== Input

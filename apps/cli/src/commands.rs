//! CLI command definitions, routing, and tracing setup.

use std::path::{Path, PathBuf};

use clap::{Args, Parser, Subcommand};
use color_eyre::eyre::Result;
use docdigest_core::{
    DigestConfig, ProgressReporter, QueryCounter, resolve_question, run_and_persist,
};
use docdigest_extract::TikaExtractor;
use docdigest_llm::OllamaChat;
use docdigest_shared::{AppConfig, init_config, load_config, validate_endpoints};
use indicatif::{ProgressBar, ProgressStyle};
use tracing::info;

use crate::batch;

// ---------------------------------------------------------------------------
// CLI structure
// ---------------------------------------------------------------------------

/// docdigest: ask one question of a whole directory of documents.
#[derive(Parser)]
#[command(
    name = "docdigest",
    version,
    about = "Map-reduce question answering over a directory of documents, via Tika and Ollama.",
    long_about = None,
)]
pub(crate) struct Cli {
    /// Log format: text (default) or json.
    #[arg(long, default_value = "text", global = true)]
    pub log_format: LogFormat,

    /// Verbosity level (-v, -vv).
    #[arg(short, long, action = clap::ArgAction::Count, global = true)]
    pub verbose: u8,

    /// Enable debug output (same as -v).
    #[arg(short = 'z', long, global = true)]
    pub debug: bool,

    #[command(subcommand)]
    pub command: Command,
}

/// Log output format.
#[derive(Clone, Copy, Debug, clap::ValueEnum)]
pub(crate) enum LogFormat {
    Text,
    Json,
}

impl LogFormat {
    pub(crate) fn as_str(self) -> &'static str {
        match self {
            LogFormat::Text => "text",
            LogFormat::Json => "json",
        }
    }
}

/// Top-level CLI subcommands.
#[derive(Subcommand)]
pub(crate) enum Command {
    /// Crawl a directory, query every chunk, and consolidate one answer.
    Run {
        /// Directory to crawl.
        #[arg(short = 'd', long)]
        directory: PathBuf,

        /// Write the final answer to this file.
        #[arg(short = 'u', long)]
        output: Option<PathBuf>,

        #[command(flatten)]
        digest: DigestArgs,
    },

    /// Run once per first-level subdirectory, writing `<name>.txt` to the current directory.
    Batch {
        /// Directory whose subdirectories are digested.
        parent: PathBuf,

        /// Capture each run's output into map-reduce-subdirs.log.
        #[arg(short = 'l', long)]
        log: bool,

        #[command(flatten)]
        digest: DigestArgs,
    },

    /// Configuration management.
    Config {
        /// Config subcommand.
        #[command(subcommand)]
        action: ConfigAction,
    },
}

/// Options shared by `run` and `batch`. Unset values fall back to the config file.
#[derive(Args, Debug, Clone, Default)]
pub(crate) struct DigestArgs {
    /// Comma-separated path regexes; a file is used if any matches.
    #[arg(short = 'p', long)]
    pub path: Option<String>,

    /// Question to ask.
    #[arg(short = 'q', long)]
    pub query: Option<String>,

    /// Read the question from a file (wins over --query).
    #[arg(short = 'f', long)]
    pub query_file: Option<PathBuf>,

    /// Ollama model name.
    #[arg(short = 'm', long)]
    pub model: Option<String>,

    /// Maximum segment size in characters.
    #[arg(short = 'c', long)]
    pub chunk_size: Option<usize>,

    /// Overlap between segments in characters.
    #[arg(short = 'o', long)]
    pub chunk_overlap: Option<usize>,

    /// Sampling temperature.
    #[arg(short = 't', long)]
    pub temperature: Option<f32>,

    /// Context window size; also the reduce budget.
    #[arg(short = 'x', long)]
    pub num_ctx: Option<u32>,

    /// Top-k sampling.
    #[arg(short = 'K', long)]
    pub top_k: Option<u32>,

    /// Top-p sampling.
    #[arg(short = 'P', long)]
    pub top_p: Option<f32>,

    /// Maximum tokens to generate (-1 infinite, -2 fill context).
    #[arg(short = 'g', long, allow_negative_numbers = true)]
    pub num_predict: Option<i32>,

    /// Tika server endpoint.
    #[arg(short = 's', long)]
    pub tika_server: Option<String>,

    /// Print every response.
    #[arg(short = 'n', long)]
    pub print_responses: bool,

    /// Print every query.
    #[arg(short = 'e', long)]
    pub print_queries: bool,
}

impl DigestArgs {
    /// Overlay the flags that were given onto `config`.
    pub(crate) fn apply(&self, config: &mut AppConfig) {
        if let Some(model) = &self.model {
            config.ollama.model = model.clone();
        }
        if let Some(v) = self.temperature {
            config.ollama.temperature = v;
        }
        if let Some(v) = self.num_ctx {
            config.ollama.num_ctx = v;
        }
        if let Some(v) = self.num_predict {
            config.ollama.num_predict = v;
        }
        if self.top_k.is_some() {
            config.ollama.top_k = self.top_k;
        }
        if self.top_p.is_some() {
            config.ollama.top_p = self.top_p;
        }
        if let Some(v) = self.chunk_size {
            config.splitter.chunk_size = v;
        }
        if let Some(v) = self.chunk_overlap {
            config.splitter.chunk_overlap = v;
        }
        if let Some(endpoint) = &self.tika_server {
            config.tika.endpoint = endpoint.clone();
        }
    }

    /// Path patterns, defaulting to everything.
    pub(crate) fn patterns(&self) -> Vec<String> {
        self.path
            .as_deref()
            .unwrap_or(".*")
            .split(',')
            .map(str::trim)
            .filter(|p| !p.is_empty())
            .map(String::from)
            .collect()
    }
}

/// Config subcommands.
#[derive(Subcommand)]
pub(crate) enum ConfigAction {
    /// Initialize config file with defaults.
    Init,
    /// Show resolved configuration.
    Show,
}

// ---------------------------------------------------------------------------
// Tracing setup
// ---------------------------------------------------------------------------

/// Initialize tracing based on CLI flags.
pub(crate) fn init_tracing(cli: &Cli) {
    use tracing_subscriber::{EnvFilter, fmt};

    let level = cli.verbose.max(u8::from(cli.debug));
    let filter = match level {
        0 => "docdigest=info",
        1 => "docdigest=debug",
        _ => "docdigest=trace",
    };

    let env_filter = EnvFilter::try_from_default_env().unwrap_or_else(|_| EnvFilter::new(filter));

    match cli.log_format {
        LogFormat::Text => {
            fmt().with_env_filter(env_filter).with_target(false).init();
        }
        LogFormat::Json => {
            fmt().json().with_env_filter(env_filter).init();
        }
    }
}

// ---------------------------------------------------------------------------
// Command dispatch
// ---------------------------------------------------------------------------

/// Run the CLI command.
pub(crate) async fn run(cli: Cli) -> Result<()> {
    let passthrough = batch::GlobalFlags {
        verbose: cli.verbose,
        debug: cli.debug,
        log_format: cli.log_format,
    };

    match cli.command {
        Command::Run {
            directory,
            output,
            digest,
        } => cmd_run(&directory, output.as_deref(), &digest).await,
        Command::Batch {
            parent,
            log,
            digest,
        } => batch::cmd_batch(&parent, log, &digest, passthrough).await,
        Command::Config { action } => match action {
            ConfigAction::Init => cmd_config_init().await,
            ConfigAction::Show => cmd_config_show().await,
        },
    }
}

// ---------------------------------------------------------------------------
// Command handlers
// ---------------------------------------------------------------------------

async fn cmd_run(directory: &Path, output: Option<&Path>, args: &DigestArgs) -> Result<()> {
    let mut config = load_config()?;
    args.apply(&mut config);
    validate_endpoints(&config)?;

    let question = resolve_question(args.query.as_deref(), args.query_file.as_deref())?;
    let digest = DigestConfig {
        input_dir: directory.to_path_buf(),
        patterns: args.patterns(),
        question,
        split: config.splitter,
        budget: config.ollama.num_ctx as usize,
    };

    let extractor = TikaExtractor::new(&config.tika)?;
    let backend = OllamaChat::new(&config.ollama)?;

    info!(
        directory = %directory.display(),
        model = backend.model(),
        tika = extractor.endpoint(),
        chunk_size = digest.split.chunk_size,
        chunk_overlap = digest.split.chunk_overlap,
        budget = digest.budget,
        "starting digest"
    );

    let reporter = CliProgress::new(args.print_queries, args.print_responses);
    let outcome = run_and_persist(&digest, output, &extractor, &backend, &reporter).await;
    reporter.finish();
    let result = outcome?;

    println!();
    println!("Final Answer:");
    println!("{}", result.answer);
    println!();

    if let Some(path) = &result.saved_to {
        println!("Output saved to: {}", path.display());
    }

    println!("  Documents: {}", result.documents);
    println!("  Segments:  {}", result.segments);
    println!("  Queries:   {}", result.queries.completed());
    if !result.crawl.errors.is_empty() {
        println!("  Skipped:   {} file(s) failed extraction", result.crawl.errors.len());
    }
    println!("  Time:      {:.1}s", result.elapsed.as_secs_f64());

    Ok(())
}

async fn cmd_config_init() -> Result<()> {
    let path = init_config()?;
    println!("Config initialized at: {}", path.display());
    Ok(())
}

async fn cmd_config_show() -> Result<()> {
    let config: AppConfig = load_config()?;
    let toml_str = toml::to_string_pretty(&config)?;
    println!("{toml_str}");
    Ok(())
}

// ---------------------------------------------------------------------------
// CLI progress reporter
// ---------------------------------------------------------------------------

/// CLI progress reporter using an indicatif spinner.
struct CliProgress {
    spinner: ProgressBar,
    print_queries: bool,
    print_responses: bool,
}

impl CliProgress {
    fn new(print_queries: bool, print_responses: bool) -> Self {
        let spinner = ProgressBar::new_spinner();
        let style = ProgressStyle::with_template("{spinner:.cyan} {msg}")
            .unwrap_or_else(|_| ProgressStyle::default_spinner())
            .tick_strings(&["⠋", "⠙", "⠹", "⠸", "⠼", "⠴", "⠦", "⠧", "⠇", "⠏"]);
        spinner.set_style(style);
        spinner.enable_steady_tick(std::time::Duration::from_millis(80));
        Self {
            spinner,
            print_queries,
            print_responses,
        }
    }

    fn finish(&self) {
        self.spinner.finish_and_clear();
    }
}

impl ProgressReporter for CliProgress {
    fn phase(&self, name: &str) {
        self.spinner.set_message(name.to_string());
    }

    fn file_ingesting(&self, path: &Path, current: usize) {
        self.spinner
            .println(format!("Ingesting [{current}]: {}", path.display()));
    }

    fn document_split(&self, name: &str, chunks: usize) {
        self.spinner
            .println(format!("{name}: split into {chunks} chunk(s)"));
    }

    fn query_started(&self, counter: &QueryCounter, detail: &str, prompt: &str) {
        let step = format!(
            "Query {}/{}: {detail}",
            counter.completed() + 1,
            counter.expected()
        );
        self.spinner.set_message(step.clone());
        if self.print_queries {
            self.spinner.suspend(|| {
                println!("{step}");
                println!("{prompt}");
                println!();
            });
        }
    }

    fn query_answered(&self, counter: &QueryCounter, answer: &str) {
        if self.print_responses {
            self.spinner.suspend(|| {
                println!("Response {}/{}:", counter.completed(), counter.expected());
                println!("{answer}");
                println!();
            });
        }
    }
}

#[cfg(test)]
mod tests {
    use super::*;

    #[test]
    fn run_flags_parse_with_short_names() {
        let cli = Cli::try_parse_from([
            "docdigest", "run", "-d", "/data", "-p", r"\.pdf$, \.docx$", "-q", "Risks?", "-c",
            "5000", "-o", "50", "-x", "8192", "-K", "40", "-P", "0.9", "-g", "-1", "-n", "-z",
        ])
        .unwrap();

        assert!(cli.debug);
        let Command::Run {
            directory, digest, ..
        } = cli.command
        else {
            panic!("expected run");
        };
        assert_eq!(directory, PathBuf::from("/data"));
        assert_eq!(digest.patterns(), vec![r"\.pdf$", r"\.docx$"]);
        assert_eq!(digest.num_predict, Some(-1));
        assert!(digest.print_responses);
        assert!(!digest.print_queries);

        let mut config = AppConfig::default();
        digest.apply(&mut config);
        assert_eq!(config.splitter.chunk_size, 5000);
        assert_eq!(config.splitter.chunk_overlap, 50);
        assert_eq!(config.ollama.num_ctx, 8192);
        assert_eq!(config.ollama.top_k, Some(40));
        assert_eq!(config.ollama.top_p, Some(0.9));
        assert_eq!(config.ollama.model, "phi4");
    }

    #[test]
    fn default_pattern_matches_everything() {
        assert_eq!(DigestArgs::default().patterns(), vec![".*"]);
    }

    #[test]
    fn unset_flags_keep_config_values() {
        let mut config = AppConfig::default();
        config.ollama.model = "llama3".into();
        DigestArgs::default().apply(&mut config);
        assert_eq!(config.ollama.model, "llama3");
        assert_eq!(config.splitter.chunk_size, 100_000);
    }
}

====

Note every line in the material with "setup" and copy it.

//! CLI command definitions, routing, and tracing setup.
// Tracing setup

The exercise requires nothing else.